A multi-centre, open-label study to assess the safety of Stimuvax (BLP25 liposome vaccine or L-BLP25) in non-small cell lung cancer (NSCLC) patients (pts) with unresectable stage III disease

3075 Background: L-BLP25 is an innovative cancer vaccine that incorporates a synthetic MUC1 lipopeptide in a liposomal delivery system. L-BLP25 is expected to elicit an immune response to cancer cells that express MUC1. Previous clinical studies have demonstrated that L-BLP25 has the potential to extend survival of pts with stage IIIB locoregional NSCLC (Butts C et al., JCO 2005; 23:6674–6681). The present ph I-II study was designed to assess the safety of the current formulation of L-BLP25 using a monophosphoryl lipid A in pts with unresectable stage IIIA and stage IIIB NSCLC. Methods: Pts with stable disease or an objective response to upfront radical therapy with chemoradiation for unresectable stage III NSCLC, plus ECOG 0–1 were eligible.
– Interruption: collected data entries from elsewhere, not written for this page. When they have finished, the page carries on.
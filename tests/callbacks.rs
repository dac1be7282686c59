//! Callback behavior tests
//!
//! Panicking callbacks, the stop predicate, manual triggering and unbinding.

mod common;

use std::panic::{catch_unwind, AssertUnwindSafe};

use common::{key_down, press, test_resolver, Spy, KEY_S};
use keytrap::{KeyEvent, Modifiers, Propagation, ShortcutError};

// ========================================================================
// Panicking Callbacks
// ========================================================================

#[test]
fn test_panicking_callback_leaves_resolver_consistent() {
    let mut resolver = test_resolver();
    let spy = Spy::new();
    resolver
        .bind::<_, _, ()>("x", |_: &KeyEvent, _: &str| panic!("callback failure"))
        .unwrap();
    resolver.bind("g i", spy.recorder()).unwrap();

    let result = catch_unwind(AssertUnwindSafe(|| press(&mut resolver, 'x')));
    assert!(result.is_err());

    // Bindings survive and sequences still match afterwards
    assert_eq!(resolver.table().len(), 2);
    assert!(!resolver.matcher().is_in_progress());
    press(&mut resolver, 'g');
    press(&mut resolver, 'i');
    assert_eq!(spy.call_count(), 1);
}

#[test]
fn test_panicking_sequence_callback_resets_progress() {
    let mut resolver = test_resolver();
    let calls = std::rc::Rc::new(std::cell::Cell::new(0));
    let counter = std::rc::Rc::clone(&calls);
    resolver
        .bind("g i", move |_: &KeyEvent, _: &str| {
            counter.set(counter.get() + 1);
            if counter.get() == 1 {
                panic!("first call fails");
            }
        })
        .unwrap();

    press(&mut resolver, 'g');
    let result = catch_unwind(AssertUnwindSafe(|| press(&mut resolver, 'i')));
    assert!(result.is_err());
    assert!(!resolver.matcher().is_in_progress());

    // The shared handler is still callable after the panic
    press(&mut resolver, 'g');
    press(&mut resolver, 'i');
    assert_eq!(calls.get(), 2);
}

// ========================================================================
// Stop Predicate
// ========================================================================

#[test]
fn test_stop_predicate_skips_callback() {
    let mut resolver = test_resolver();
    let spy = Spy::new();
    resolver.bind(["a", "b"], spy.recorder()).unwrap();
    resolver.set_stop_predicate(|_: &KeyEvent, combo: &str| combo == "a");

    press(&mut resolver, 'a');
    press(&mut resolver, 'b');
    assert_eq!(spy.args(), vec!["b".to_string()]);

    resolver.clear_stop_predicate();
    press(&mut resolver, 'a');
    assert_eq!(spy.call_count(), 2);
}

#[test]
fn test_stop_predicate_sees_event() {
    let mut resolver = test_resolver();
    let spy = Spy::new();
    resolver.bind("mod+s", spy.recorder()).unwrap();
    resolver.set_stop_predicate(|event: &KeyEvent, _: &str| event.modifiers.shift());

    key_down(&mut resolver, KEY_S, Modifiers::META);
    assert_eq!(spy.call_count(), 1);
}

#[test]
fn test_stopped_sequence_still_resets() {
    let mut resolver = test_resolver();
    let spy = Spy::new();
    resolver.bind("g i", spy.recorder()).unwrap();
    resolver.set_stop_predicate(|_: &KeyEvent, _: &str| true);

    press(&mut resolver, 'g');
    let event = press(&mut resolver, 'i');
    assert_eq!(spy.call_count(), 0);
    assert!(!event.default_prevented());
    assert!(!resolver.matcher().is_in_progress());
}

// ========================================================================
// Manual Trigger
// ========================================================================

#[test]
fn test_trigger_sequence_binding() {
    let mut resolver = test_resolver();
    let spy = Spy::new();
    resolver.bind("g i", spy.callback(Propagation::Suppress)).unwrap();

    assert_eq!(
        resolver.trigger("g i").unwrap(),
        Some(Propagation::Suppress)
    );
    assert_eq!(spy.args(), vec!["g i".to_string()]);
    assert!(!resolver.matcher().is_in_progress());
}

#[test]
fn test_trigger_unknown_shortcut() {
    let mut resolver = test_resolver();
    assert_eq!(resolver.trigger("z").unwrap(), None);
    assert!(matches!(
        resolver.trigger("hyper+z"),
        Err(ShortcutError::UnknownModifier { .. })
    ));
}

// ========================================================================
// Unbind
// ========================================================================

#[test]
fn test_unbind_removes_binding() {
    let mut resolver = test_resolver();
    let spy = Spy::new();
    resolver.bind(["a", "b"], spy.recorder()).unwrap();

    resolver.unbind("a").unwrap();
    press(&mut resolver, 'a');
    press(&mut resolver, 'b');
    assert_eq!(spy.args(), vec!["b".to_string()]);
}

#[test]
fn test_unbind_through_alias() {
    let mut resolver = test_resolver();
    let spy = Spy::new();
    resolver.bind("mod+s", spy.recorder()).unwrap();

    resolver.unbind("command+s").unwrap();
    key_down(&mut resolver, KEY_S, Modifiers::META);
    assert_eq!(spy.call_count(), 0);
    assert!(resolver.table().is_empty());
}

#[test]
fn test_unbind_one_of_shared_prefix_keeps_other() {
    let mut resolver = test_resolver();
    let spy = Spy::new();
    resolver.bind(["g i", "g a"], spy.recorder()).unwrap();

    press(&mut resolver, 'g');
    resolver.unbind("g i").unwrap();
    assert!(resolver.matcher().is_in_progress());

    press(&mut resolver, 'a');
    assert_eq!(spy.args(), vec!["g a".to_string()]);
}
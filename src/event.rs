//! Raw key events as delivered by the host's event-listener glue

use std::time::Instant;

use crate::types::{EventPhase, Modifiers};

/// One raw key event plus the two flags a handler can set on it
///
/// The host fills in whichever channels its platform reports (character code,
/// key code), the modifier flags held while the event fired, and the phase.
/// After [`Resolver::resolve`](crate::Resolver::resolve) returns, the host
/// reads [`default_prevented`](Self::default_prevented) and
/// [`propagation_stopped`](Self::propagation_stopped) to decide what to do
/// with the native event.
#[derive(Debug, Clone)]
pub struct KeyEvent {
    pub phase: EventPhase,
    /// Character code of the produced character (press phase)
    pub char_code: Option<u32>,
    /// Platform key code of the physical key (down/up phases)
    pub key_code: Option<u32>,
    pub modifiers: Modifiers,
    /// When the event was delivered; drives sequence timeouts
    pub time: Instant,
    default_prevented: bool,
    propagation_stopped: bool,
}

impl KeyEvent {
    /// Create an empty event for the given phase, timestamped now
    pub fn new(phase: EventPhase) -> Self {
        Self {
            phase,
            char_code: None,
            key_code: None,
            modifiers: Modifiers::NONE,
            time: Instant::now(),
            default_prevented: false,
            propagation_stopped: false,
        }
    }

    /// Press-phase event for a produced character
    pub fn press(c: char) -> Self {
        Self::new(EventPhase::Press).char_code(c as u32)
    }

    /// Key-down event for a platform key code
    pub fn down(key_code: u32) -> Self {
        Self::new(EventPhase::Down).key_code(key_code)
    }

    /// Key-up event for a platform key code
    pub fn up(key_code: u32) -> Self {
        Self::new(EventPhase::Up).key_code(key_code)
    }

    pub fn char_code(mut self, code: u32) -> Self {
        self.char_code = Some(code);
        self
    }

    pub fn key_code(mut self, code: u32) -> Self {
        self.key_code = Some(code);
        self
    }

    pub fn with_modifiers(mut self, modifiers: Modifiers) -> Self {
        self.modifiers = modifiers;
        self
    }

    /// Override the delivery timestamp
    pub fn at(mut self, time: Instant) -> Self {
        self.time = time;
        self
    }

    /// Suppress the platform's default action for this event
    pub fn prevent_default(&mut self) {
        self.default_prevented = true;
    }

    /// Stop the event from reaching further listeners
    pub fn stop_propagation(&mut self) {
        self.propagation_stopped = true;
    }

    pub fn default_prevented(&self) -> bool {
        self.default_prevented
    }

    pub fn propagation_stopped(&self) -> bool {
        self.propagation_stopped
    }
}

#[cfg(test)]
mod tests {
    use super::*;

    #[test]
    fn test_press_builder() {
        let event = KeyEvent::press('Z').with_modifiers(Modifiers::SHIFT);
        assert_eq!(event.phase, EventPhase::Press);
        assert_eq!(event.char_code, Some('Z' as u32));
        assert_eq!(event.key_code, None);
        assert!(event.modifiers.shift());
    }

    #[test]
    fn test_flags_start_clear() {
        let mut event = KeyEvent::down(83);
        assert!(!event.default_prevented());
        assert!(!event.propagation_stopped());

        event.prevent_default();
        assert!(event.default_prevented());
        assert!(!event.propagation_stopped());

        event.stop_propagation();
        assert!(event.propagation_stopped());
    }
}
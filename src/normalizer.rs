//! Convert raw key events into canonical triggers
//!
//! Two raw channels reach us: the character code (press phase) and the
//! platform key code (down/up phases). Both are folded into the same
//! [`KeyCode`] space so a shortcut string matches regardless of which
//! channel produced the event.

use crate::event::KeyEvent;
use crate::types::{Combo, EventPhase, KeyCode, Modifiers, Trigger};

/// Platform-specific remapping of alternate character codes
///
/// Some platforms report a different character while a modifier is held
/// (macOS option+z produces `Ω`). An implementation maps such a code back to
/// the key that was physically pressed. Returning `None` leaves the code to
/// the default character mapping.
pub trait PlatformQuirks {
    fn remap(&self, code: u32, mods: Modifiers) -> Option<KeyCode>;
}

impl<F> PlatformQuirks for F
where
    F: Fn(u32, Modifiers) -> Option<KeyCode>,
{
    fn remap(&self, code: u32, mods: Modifiers) -> Option<KeyCode> {
        self(code, mods)
    }
}

/// No remapping at all
#[derive(Debug, Clone, Copy, Default)]
pub struct NoQuirks;

impl PlatformQuirks for NoQuirks {
    fn remap(&self, _code: u32, _mods: Modifiers) -> Option<KeyCode> {
        None
    }
}

/// The macOS US option layer: characters produced by option+key
#[derive(Debug, Clone, Copy, Default)]
pub struct OptionLayerQuirks;

impl PlatformQuirks for OptionLayerQuirks {
    fn remap(&self, code: u32, mods: Modifiers) -> Option<KeyCode> {
        if !mods.alt() {
            return None;
        }
        let c = char::from_u32(code)?;
        let base = match c {
            'å' | 'Å' => 'a',
            '∫' | 'ı' => 'b',
            'ç' | 'Ç' => 'c',
            '∂' | 'Î' => 'd',
            'ƒ' | 'Ï' => 'f',
            '©' | '˝' => 'g',
            '˙' | 'Ó' => 'h',
            '∆' | 'Ô' => 'j',
            '˚' => 'k',
            '¬' | 'Ò' => 'l',
            'µ' | 'Â' => 'm',
            'ø' | 'Ø' => 'o',
            'π' | '∏' => 'p',
            'œ' | 'Œ' => 'q',
            '®' | '‰' => 'r',
            'ß' | 'Í' => 's',
            '†' | 'ˇ' => 't',
            '√' | '◊' => 'v',
            '∑' | '„' => 'w',
            '≈' | '˛' => 'x',
            '¥' | 'Á' => 'y',
            'Ω' | '¸' => 'z',
            '¡' => '1',
            '™' => '2',
            '£' => '3',
            '¢' => '4',
            '∞' => '5',
            '§' => '6',
            '¶' => '7',
            '•' => '8',
            'ª' => '9',
            'º' => '0',
            _ => return None,
        };
        Some(KeyCode::Char(base))
    }
}

/// Symbols a US layout only produces with shift held
///
/// On the press phase the character already reflects shift, so shift is not
/// part of the combo for these.
const SHIFTED_SYMBOLS: &str = "~!@#$%^&*()_+{}|:\"<>?";

/// Map a platform key code to a canonical key
pub fn key_from_key_code(code: u32) -> Option<KeyCode> {
    let key = match code {
        8 => KeyCode::Backspace,
        9 => KeyCode::Tab,
        13 => KeyCode::Enter,
        16 => KeyCode::Shift,
        17 => KeyCode::Ctrl,
        18 => KeyCode::Alt,
        20 => KeyCode::CapsLock,
        27 => KeyCode::Escape,
        32 => KeyCode::Space,
        33 => KeyCode::PageUp,
        34 => KeyCode::PageDown,
        35 => KeyCode::End,
        36 => KeyCode::Home,
        37 => KeyCode::Left,
        38 => KeyCode::Up,
        39 => KeyCode::Right,
        40 => KeyCode::Down,
        45 => KeyCode::Insert,
        46 => KeyCode::Delete,
        91 | 92 | 93 | 224 => KeyCode::Meta,

        // Digits and letters share their ASCII codes
        48..=57 | 65..=90 => KeyCode::Char(char::from_u32(code)?.to_ascii_lowercase()),

        // Keypad normalizes to the characters it types
        96..=105 => KeyCode::Char(char::from_u32(code - 48)?),
        106 => KeyCode::Char('*'),
        107 => KeyCode::Char('+'),
        109 => KeyCode::Char('-'),
        110 => KeyCode::Char('.'),
        111 => KeyCode::Char('/'),

        112..=130 => KeyCode::F((code - 111) as u8),

        186 => KeyCode::Char(';'),
        187 => KeyCode::Char('='),
        188 => KeyCode::Char(','),
        189 => KeyCode::Char('-'),
        190 => KeyCode::Char('.'),
        191 => KeyCode::Char('/'),
        192 => KeyCode::Char('`'),
        219 => KeyCode::Char('['),
        220 => KeyCode::Char('\\'),
        221 => KeyCode::Char(']'),
        222 => KeyCode::Char('\''),

        _ => return None,
    };
    Some(key)
}

/// Turns [`KeyEvent`]s into [`Trigger`]s
pub struct KeyNormalizer {
    quirks: Box<dyn PlatformQuirks>,
}

impl KeyNormalizer {
    /// Normalizer using the macOS option-layer quirks
    pub fn new() -> Self {
        Self::with_quirks(OptionLayerQuirks)
    }

    /// Normalizer with a custom quirk table
    pub fn with_quirks(quirks: impl PlatformQuirks + 'static) -> Self {
        Self {
            quirks: Box::new(quirks),
        }
    }

    /// Canonical key for an event, or `None` if neither channel is recognized
    pub fn normalize(&self, event: &KeyEvent) -> Option<KeyCode> {
        match event.phase {
            EventPhase::Press => self.normalize_press(event),
            EventPhase::Down | EventPhase::Up => event
                .key_code
                .and_then(key_from_key_code)
                .or_else(|| event.char_code.and_then(char::from_u32).and_then(KeyCode::from_char)),
        }
    }

    fn normalize_press(&self, event: &KeyEvent) -> Option<KeyCode> {
        let mods = event.modifiers;

        // A modifying key may have changed the character; the key code still
        // names the physical key.
        if mods.alt() || mods.ctrl() || mods.meta() {
            if let Some(key) = event.key_code.and_then(key_from_key_code) {
                if !key.is_modifier() {
                    return Some(key);
                }
            }
        }

        let Some(code) = event.char_code else {
            return event.key_code.and_then(key_from_key_code);
        };

        if !mods.is_empty() {
            if let Some(key) = self.quirks.remap(code, mods) {
                return Some(key);
            }
        }

        char::from_u32(code).and_then(KeyCode::from_char)
    }

    /// The modifier set a binding must declare to match this event
    pub fn normalize_modifiers(&self, event: &KeyEvent, key: &KeyCode) -> Modifiers {
        let mods = event.modifiers;
        match (event.phase, key) {
            (EventPhase::Press, KeyCode::Char(c)) if SHIFTED_SYMBOLS.contains(*c) => {
                mods.without(Modifiers::SHIFT)
            }
            // Releasing a modifier key clears its own flag, but a binding
            // named after that key always declares it
            (EventPhase::Up, key) => match key.as_modifier() {
                Some(flag) => mods | flag,
                None => mods,
            },
            _ => mods,
        }
    }

    /// Full normalization: key, modifiers and phase
    pub fn trigger(&self, event: &KeyEvent) -> Option<Trigger> {
        let key = self.normalize(event)?;
        let mods = self.normalize_modifiers(event, &key);
        Some(Trigger::new(Combo::new(key, mods), event.phase))
    }
}

impl Default for KeyNormalizer {
    fn default() -> Self {
        Self::new()
    }
}

impl std::fmt::Debug for KeyNormalizer {
    fn fmt(&self, f: &mut std::fmt::Formatter<'_>) -> std::fmt::Result {
        f.debug_struct("KeyNormalizer").finish_non_exhaustive()
    }
}
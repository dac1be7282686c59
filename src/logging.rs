//! Tracing subscriber setup for hosts embedding keytrap
//!
//! The library itself only emits `tracing` events: binding registration and
//! sequence transitions at `debug`, per-event resolution at `trace`. Hosts
//! that have no subscriber of their own can install one here.
//!
//! Configure via RUST_LOG environment variable:
//! - `RUST_LOG=keytrap=debug` - registration and sequence state
//! - `RUST_LOG=keytrap::resolver=trace` - every resolved event

use std::path::Path;

use tracing_subscriber::{
    fmt, layer::SubscriberExt, util::SubscriberInitExt, util::TryInitError, EnvFilter, Layer,
};

/// Initialize tracing with console output and a daily log file under the
/// config directory
///
/// Panics if a global subscriber is already installed; see [`try_init`].
pub fn init() {
    if let Err(e) = try_init() {
        panic!("Failed to initialize tracing: {}", e);
    }
}

/// Like [`init`], but reports an already-installed subscriber as an error
pub fn try_init() -> Result<(), TryInitError> {
    match crate::config_paths::ensure_logs_dir() {
        Ok(dir) => try_init_with_log_dir(Some(&dir)),
        Err(e) => {
            eprintln!("Warning: Could not initialize file logging: {}", e);
            try_init_with_log_dir(None)
        }
    }
}

/// Initialize tracing, writing `keytrap.log` into `log_dir` when given
///
/// Console output respects RUST_LOG and defaults to `warn`. The file layer
/// always records at debug level.
pub fn try_init_with_log_dir(log_dir: Option<&Path>) -> Result<(), TryInitError> {
    let console_filter =
        EnvFilter::try_from_default_env().unwrap_or_else(|_| EnvFilter::new("warn"));

    let console_layer = fmt::layer()
        .with_target(true)
        .with_line_number(true)
        .with_filter(console_filter);

    let file_layer = log_dir.map(|dir| {
        let file_appender = tracing_appender::rolling::daily(dir, "keytrap.log");
        fmt::layer()
            .with_writer(file_appender)
            .with_ansi(false)
            .with_target(true)
            .with_line_number(true)
            .with_filter(EnvFilter::new("debug"))
    });

    tracing_subscriber::registry()
        .with(console_layer)
        .with(file_layer)
        .try_init()
}
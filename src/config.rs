//! Matcher configuration
//!
//! Read from `~/.config/keytrap/config.yaml`:
//!
//! ```yaml
//! sequence_timeout_ms: 800
//! mod_key: ctrl          # platform | meta | ctrl
//! shortcuts:
//!   save: mod+s
//!   go_to_inbox: ["g i", "ctrl+shift+i"]
//! ```

use std::collections::BTreeMap;
use std::path::Path;
use std::time::Duration;

use anyhow::Context;
use serde::{Deserialize, Serialize};
use thiserror::Error;

use crate::parser::Aliases;
use crate::types::Modifiers;

/// Errors from parsing configuration text
#[derive(Error, Debug)]
pub enum ConfigError {
    #[error("invalid config YAML: {0}")]
    Parse(#[from] serde_yaml::Error),
    #[error("sequence_timeout_ms must be greater than zero")]
    InvalidTimeout,
}

/// What the `mod` modifier alias stands for
#[derive(Clone, Copy, Debug, Default, PartialEq, Eq, Serialize, Deserialize)]
#[serde(rename_all = "snake_case")]
pub enum ModKey {
    /// Meta on macOS, Ctrl elsewhere
    #[default]
    Platform,
    Meta,
    Ctrl,
}

impl ModKey {
    pub fn modifiers(self) -> Modifiers {
        match self {
            ModKey::Platform => Modifiers::cmd(),
            ModKey::Meta => Modifiers::META,
            ModKey::Ctrl => Modifiers::CTRL,
        }
    }
}

/// One shortcut string or a list of them
#[derive(Clone, Debug, PartialEq, Eq, Serialize, Deserialize)]
#[serde(untagged)]
pub enum ShortcutList {
    One(String),
    Many(Vec<String>),
}

impl ShortcutList {
    pub fn to_vec(&self) -> Vec<String> {
        match self {
            ShortcutList::One(s) => vec![s.clone()],
            ShortcutList::Many(list) => list.clone(),
        }
    }
}

/// Settings for a [`Resolver`](crate::Resolver)
#[derive(Debug, Clone, PartialEq, Serialize, Deserialize)]
pub struct MatcherConfig {
    /// Time allowed between two steps of a sequence
    #[serde(default = "default_sequence_timeout_ms")]
    pub sequence_timeout_ms: u64,
    #[serde(default)]
    pub mod_key: ModKey,
    /// Named shortcut lists, bound with [`Resolver::bind_action`](crate::Resolver::bind_action)
    #[serde(default)]
    pub shortcuts: BTreeMap<String, ShortcutList>,
}

fn default_sequence_timeout_ms() -> u64 {
    1000
}

impl Default for MatcherConfig {
    fn default() -> Self {
        Self {
            sequence_timeout_ms: default_sequence_timeout_ms(),
            mod_key: ModKey::default(),
            shortcuts: BTreeMap::new(),
        }
    }
}

impl MatcherConfig {
    /// Parse configuration from YAML text
    pub fn from_yaml_str(yaml: &str) -> Result<Self, ConfigError> {
        let config: MatcherConfig = serde_yaml::from_str(yaml)?;
        if config.sequence_timeout_ms == 0 {
            return Err(ConfigError::InvalidTimeout);
        }
        Ok(config)
    }

    /// Load configuration from a YAML file
    pub fn load_file(path: &Path) -> anyhow::Result<Self> {
        let content = std::fs::read_to_string(path)
            .with_context(|| format!("Failed to read config at {}", path.display()))?;
        let config = Self::from_yaml_str(&content)
            .with_context(|| format!("Failed to parse config at {}", path.display()))?;
        Ok(config)
    }

    /// Load the user config, or return defaults if missing or invalid
    pub fn load() -> Self {
        let Some(path) = crate::config_paths::config_file() else {
            tracing::debug!("No config directory available, using defaults");
            return Self::default();
        };

        if !path.exists() {
            tracing::debug!(
                "Config file not found at {}, using defaults",
                path.display()
            );
            return Self::default();
        }

        match Self::load_file(&path) {
            Ok(config) => {
                tracing::info!("Loaded config from {}", path.display());
                config
            }
            Err(e) => {
                tracing::warn!("{:#}, using defaults", e);
                Self::default()
            }
        }
    }

    pub fn sequence_timeout(&self) -> Duration {
        Duration::from_millis(self.sequence_timeout_ms)
    }

    pub fn aliases(&self) -> Aliases {
        Aliases::with_mod_key(self.mod_key.modifiers())
    }

    /// Shortcut strings configured for an action name
    pub fn shortcuts_for(&self, action: &str) -> Option<Vec<String>> {
        self.shortcuts.get(action).map(ShortcutList::to_vec)
    }
}
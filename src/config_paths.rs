//! Where keytrap looks for its config and log files
//!
//! `$XDG_CONFIG_HOME/keytrap/` when set, otherwise `~/.config/keytrap/`.

use std::{
    env,
    ffi::OsString,
    fs,
    path::{Path, PathBuf},
};

const APP_DIR: &str = "keytrap";

/// Base config directory for keytrap
pub fn config_dir() -> Option<PathBuf> {
    resolve_config_dir(env::var_os("XDG_CONFIG_HOME"), default_config_base())
}

#[cfg(not(target_os = "windows"))]
fn default_config_base() -> Option<PathBuf> {
    dirs::home_dir().map(|home| home.join(".config"))
}

#[cfg(target_os = "windows")]
fn default_config_base() -> Option<PathBuf> {
    dirs::config_dir()
}

/// An empty `XDG_CONFIG_HOME` counts as unset
fn resolve_config_dir(xdg: Option<OsString>, fallback: Option<PathBuf>) -> Option<PathBuf> {
    xdg.filter(|value| !value.is_empty())
        .map(PathBuf::from)
        .or(fallback)
        .map(|base| base.join(APP_DIR))
}

/// `~/.config/keytrap/config.yaml`
pub fn config_file() -> Option<PathBuf> {
    config_dir().map(|dir| dir.join("config.yaml"))
}

/// `~/.config/keytrap/logs/`
pub fn logs_dir() -> Option<PathBuf> {
    config_dir().map(|dir| dir.join("logs"))
}

/// Create a directory (and parents) if missing
pub fn ensure_dir(path: &Path) -> std::io::Result<()> {
    if !path.exists() {
        fs::create_dir_all(path)?;
    }
    Ok(())
}

/// Create the logs directory and return its path
pub fn ensure_logs_dir() -> std::io::Result<PathBuf> {
    let dir = logs_dir().ok_or_else(|| {
        std::io::Error::new(std::io::ErrorKind::NotFound, "No config directory available")
    })?;
    ensure_dir(&dir)?;
    Ok(dir)
}
use tokio::sync::watch;
use tracing::trace;

/// Cooperative backpressure flag.
///
/// Not a lock: writers already past [`WriteGate::wait_writable`] are not stopped.
#[derive(Debug)]
pub struct WriteGate {
    writable: watch::Sender<bool>,
}

impl Default for WriteGate {
    fn default() -> Self {
        Self::new()
    }
}

impl WriteGate {
    pub fn new() -> Self {
        let (writable, _) = watch::channel(true);
        Self { writable }
    }

    pub fn is_writable(&self) -> bool {
        *self.writable.borrow()
    }

    pub fn block(&self) {
        trace!("write gate closed");
        self.writable.send_replace(false);
    }

    pub fn unblock(&self) {
        trace!("write gate opened");
        self.writable.send_replace(true);
    }

    /// Resolves immediately when writable, otherwise once the gate reopens.
    pub async fn wait_writable(&self) {
        let mut rx = self.writable.subscribe();
        let _ = rx.wait_for(|writable| *writable).await;
    }
}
All pts were vaccinated according to a previously described schedule (1). Maintenance immunizations were administered every 6-wks until disease progression. Primary and secondary endpoints were safety and survival respectively. Results: Twenty-two pts were recruited at 7 sites in Canada. 16 pts were evaluated for this interim safety analysis (8 stage IIIA, 8 stage IIIB, median age; 57, ECOG 0 56%, concurrent chemotherapy; 93.8%). Thirteen pts had a partial response and 3 had stable disease following chemoradiation. Thirteen pts experienced an adverse event (AE) during the first 4 vaccinations of which 7 pts had a L-BLP25 related adverse event. Grade 1/2 AEs related to L-BLP25 ≥10% included fatigue, dyspnea, insomnia, anorexia, headache, diarrhea, paresthesia, abdominal pain, influenza-like illness, urinary tract infection and peripheral neuropathy. No pts discontinued L-BLP25 due to an AE and no grade 3/4 AEs related to L-BLP25 were reported. Six pts (37.5%) had an injection site reaction. As of September 2006, 10 pts were still on study treatment. Conclusions: This formulation of L-BLP25 was well tolerated and the side effect profile was similar to that seen in previous studies (1). A controlled global multi-center phase III trial is underway to further evaluate L-BLP25 in this patient population. No significant financial relationships to disclose.